→ **Exercise description**:
From the entries below, please output exactly the lines starting at the one containing "let mut namespace: Option<String>" and ending at the one containing "carry no <ns>", both included.

→ **Saved data entries**:
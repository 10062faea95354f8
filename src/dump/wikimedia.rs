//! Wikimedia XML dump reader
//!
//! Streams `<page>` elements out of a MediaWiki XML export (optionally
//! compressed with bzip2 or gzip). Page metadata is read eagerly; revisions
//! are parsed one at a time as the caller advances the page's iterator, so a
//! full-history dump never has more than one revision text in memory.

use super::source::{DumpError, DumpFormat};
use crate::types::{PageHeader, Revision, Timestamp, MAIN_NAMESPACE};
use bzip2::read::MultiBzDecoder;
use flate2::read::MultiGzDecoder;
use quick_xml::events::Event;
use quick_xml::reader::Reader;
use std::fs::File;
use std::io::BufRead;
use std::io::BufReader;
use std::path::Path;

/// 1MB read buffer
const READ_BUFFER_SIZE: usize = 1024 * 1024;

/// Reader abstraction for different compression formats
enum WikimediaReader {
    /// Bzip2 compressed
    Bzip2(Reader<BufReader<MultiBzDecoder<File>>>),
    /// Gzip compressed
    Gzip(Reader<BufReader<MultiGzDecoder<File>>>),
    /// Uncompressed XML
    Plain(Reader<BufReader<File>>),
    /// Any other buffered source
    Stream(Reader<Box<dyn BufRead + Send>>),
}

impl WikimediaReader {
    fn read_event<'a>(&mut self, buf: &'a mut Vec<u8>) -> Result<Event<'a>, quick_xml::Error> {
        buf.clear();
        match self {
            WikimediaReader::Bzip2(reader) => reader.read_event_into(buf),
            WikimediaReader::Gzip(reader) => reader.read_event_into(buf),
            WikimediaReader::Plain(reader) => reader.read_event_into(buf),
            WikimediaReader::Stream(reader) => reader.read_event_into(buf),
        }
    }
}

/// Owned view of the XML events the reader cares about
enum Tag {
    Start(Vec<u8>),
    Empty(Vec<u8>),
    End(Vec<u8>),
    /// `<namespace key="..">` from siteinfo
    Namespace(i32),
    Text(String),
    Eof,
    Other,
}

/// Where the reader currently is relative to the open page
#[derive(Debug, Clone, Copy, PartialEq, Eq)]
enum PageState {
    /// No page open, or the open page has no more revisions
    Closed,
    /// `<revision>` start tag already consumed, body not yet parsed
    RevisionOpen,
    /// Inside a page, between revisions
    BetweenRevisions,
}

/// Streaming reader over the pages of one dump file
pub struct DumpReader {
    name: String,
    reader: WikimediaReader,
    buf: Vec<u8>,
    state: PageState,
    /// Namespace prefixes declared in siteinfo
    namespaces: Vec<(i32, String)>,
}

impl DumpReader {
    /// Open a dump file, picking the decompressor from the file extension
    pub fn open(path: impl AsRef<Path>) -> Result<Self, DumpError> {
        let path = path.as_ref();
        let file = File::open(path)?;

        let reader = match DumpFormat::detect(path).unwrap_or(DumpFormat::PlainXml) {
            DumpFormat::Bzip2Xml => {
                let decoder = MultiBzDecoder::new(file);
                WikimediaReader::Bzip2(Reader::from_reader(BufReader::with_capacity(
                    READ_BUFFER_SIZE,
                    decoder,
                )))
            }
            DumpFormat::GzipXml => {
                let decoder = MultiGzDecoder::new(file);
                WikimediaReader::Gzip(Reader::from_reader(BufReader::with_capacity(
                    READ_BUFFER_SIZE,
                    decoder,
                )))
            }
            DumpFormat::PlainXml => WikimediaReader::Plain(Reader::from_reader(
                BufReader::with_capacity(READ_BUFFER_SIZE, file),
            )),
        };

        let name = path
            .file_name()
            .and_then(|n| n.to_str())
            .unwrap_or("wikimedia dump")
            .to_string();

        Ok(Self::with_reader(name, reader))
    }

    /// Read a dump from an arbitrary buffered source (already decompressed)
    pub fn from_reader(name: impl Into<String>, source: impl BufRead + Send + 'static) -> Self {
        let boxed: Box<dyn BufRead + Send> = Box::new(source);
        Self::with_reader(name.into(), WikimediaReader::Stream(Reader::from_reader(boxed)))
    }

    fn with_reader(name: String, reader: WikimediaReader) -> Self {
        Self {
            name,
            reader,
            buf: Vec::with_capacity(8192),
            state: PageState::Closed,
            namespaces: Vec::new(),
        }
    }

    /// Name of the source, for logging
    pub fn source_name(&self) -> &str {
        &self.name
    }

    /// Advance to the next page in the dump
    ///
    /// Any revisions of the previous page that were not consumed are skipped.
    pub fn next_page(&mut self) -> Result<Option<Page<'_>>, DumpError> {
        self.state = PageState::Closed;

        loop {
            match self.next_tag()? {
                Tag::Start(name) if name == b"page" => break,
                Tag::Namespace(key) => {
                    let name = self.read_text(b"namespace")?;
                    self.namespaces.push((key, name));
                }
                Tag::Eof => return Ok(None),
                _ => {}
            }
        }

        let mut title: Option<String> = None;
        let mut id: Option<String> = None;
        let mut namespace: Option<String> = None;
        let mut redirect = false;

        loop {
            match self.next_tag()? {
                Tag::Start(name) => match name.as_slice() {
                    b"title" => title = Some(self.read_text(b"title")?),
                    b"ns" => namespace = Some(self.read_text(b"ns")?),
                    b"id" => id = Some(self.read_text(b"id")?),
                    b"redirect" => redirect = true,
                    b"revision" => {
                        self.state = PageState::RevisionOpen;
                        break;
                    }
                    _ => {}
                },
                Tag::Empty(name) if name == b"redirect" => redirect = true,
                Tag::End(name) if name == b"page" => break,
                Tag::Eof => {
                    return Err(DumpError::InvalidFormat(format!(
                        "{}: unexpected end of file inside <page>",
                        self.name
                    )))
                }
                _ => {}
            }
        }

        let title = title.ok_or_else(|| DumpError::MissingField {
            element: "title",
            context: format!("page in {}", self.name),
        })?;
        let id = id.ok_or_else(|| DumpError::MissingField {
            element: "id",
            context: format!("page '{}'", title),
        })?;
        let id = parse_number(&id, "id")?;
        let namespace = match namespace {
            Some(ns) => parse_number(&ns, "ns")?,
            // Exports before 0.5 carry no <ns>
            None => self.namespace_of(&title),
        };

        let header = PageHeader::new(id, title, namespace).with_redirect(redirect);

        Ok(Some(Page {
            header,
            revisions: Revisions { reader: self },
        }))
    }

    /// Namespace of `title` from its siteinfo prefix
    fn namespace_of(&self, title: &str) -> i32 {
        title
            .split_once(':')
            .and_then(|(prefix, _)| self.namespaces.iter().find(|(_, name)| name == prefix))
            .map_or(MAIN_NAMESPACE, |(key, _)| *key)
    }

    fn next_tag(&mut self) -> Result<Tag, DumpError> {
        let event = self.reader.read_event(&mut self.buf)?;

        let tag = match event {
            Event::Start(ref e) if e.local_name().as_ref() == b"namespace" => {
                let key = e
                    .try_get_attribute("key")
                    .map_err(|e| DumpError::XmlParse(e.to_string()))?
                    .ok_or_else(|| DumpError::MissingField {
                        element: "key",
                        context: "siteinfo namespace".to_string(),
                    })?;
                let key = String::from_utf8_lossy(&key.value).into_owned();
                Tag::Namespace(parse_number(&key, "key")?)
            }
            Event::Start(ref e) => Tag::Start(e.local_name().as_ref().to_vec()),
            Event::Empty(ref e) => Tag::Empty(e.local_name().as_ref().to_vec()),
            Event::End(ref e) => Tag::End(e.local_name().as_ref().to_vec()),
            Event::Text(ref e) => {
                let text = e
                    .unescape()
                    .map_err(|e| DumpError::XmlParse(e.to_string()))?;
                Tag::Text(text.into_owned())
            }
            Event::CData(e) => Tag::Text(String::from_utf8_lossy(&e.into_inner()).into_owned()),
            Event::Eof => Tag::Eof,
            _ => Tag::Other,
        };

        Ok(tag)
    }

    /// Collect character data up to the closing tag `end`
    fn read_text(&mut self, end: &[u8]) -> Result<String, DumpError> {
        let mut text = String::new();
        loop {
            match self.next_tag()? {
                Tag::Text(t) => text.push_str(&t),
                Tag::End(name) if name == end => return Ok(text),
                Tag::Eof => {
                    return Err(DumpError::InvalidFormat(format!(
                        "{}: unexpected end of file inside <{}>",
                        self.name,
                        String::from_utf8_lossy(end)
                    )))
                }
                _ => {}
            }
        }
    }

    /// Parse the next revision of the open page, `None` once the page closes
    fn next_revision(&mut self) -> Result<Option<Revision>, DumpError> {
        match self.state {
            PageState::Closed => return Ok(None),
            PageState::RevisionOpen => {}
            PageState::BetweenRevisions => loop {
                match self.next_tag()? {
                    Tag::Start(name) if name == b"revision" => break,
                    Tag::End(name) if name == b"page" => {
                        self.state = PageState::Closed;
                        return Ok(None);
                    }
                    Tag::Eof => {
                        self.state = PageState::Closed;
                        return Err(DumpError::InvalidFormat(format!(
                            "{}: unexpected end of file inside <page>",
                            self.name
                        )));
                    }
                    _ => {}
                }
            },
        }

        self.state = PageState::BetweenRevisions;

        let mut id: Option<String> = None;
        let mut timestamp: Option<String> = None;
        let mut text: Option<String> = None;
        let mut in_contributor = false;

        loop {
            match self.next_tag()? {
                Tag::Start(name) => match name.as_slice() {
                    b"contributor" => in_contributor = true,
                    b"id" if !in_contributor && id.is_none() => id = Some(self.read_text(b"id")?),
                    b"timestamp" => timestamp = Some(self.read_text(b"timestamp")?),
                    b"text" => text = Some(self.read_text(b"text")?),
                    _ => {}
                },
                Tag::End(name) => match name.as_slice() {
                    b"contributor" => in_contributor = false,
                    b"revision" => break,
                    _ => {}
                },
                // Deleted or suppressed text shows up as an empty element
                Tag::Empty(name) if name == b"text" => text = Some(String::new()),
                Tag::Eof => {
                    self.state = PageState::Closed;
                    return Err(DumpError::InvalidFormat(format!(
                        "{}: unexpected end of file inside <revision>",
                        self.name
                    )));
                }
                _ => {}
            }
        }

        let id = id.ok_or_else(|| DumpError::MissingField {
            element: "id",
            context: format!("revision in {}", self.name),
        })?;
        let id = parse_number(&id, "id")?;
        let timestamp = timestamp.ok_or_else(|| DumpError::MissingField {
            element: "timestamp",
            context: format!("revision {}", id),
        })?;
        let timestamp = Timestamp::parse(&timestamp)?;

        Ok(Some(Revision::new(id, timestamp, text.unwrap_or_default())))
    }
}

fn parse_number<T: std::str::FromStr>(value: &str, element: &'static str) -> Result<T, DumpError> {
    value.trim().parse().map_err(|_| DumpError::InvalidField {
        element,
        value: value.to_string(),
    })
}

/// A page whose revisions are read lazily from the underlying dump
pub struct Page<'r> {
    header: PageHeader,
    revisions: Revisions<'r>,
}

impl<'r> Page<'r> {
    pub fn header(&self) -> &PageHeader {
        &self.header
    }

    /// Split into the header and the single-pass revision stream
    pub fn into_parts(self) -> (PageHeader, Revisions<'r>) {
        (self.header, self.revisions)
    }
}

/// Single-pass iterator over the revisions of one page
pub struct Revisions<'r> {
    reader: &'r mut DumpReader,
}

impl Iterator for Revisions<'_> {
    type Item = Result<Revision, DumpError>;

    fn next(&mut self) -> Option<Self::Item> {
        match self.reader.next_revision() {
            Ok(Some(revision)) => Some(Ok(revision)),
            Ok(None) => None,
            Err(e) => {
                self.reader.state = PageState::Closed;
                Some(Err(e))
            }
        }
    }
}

→ **Reply to the task**:
        let mut namespace: Option<String> = None;
        let mut redirect = false;

        loop {
            match self.next_tag()? {
                Tag::Start(name) => match name.as_slice() {
                    b"title" => title = Some(self.read_text(b"title")?),
                    b"ns" => namespace = Some(self.read_text(b"ns")?),
                    b"id" => id = Some(self.read_text(b"id")?),
                    b"redirect" => redirect = true,
                    b"revision" => {
                        self.state = PageState::RevisionOpen;
                        break;
                    }
                    _ => {}
                },
                Tag::Empty(name) if name == b"redirect" => redirect = true,
                Tag::End(name) if name == b"page" => break,
                Tag::Eof => {
                    return Err(DumpError::InvalidFormat(format!(
                        "{}: unexpected end of file inside <page>",
                        self.name
                    )))
                }
                _ => {}
            }
        }

        let title = title.ok_or_else(|| DumpError::MissingField {
            element: "title",
            context: format!("page in {}", self.name),
        })?;
        let id = id.ok_or_else(|| DumpError::MissingField {
            element: "id",
            context: format!("page '{}'", title),
        })?;
        let id = parse_number(&id, "id")?;
        let namespace = match namespace {
            Some(ns) => parse_number(&ns, "ns")?,
            // Exports before 0.5 carry no <ns>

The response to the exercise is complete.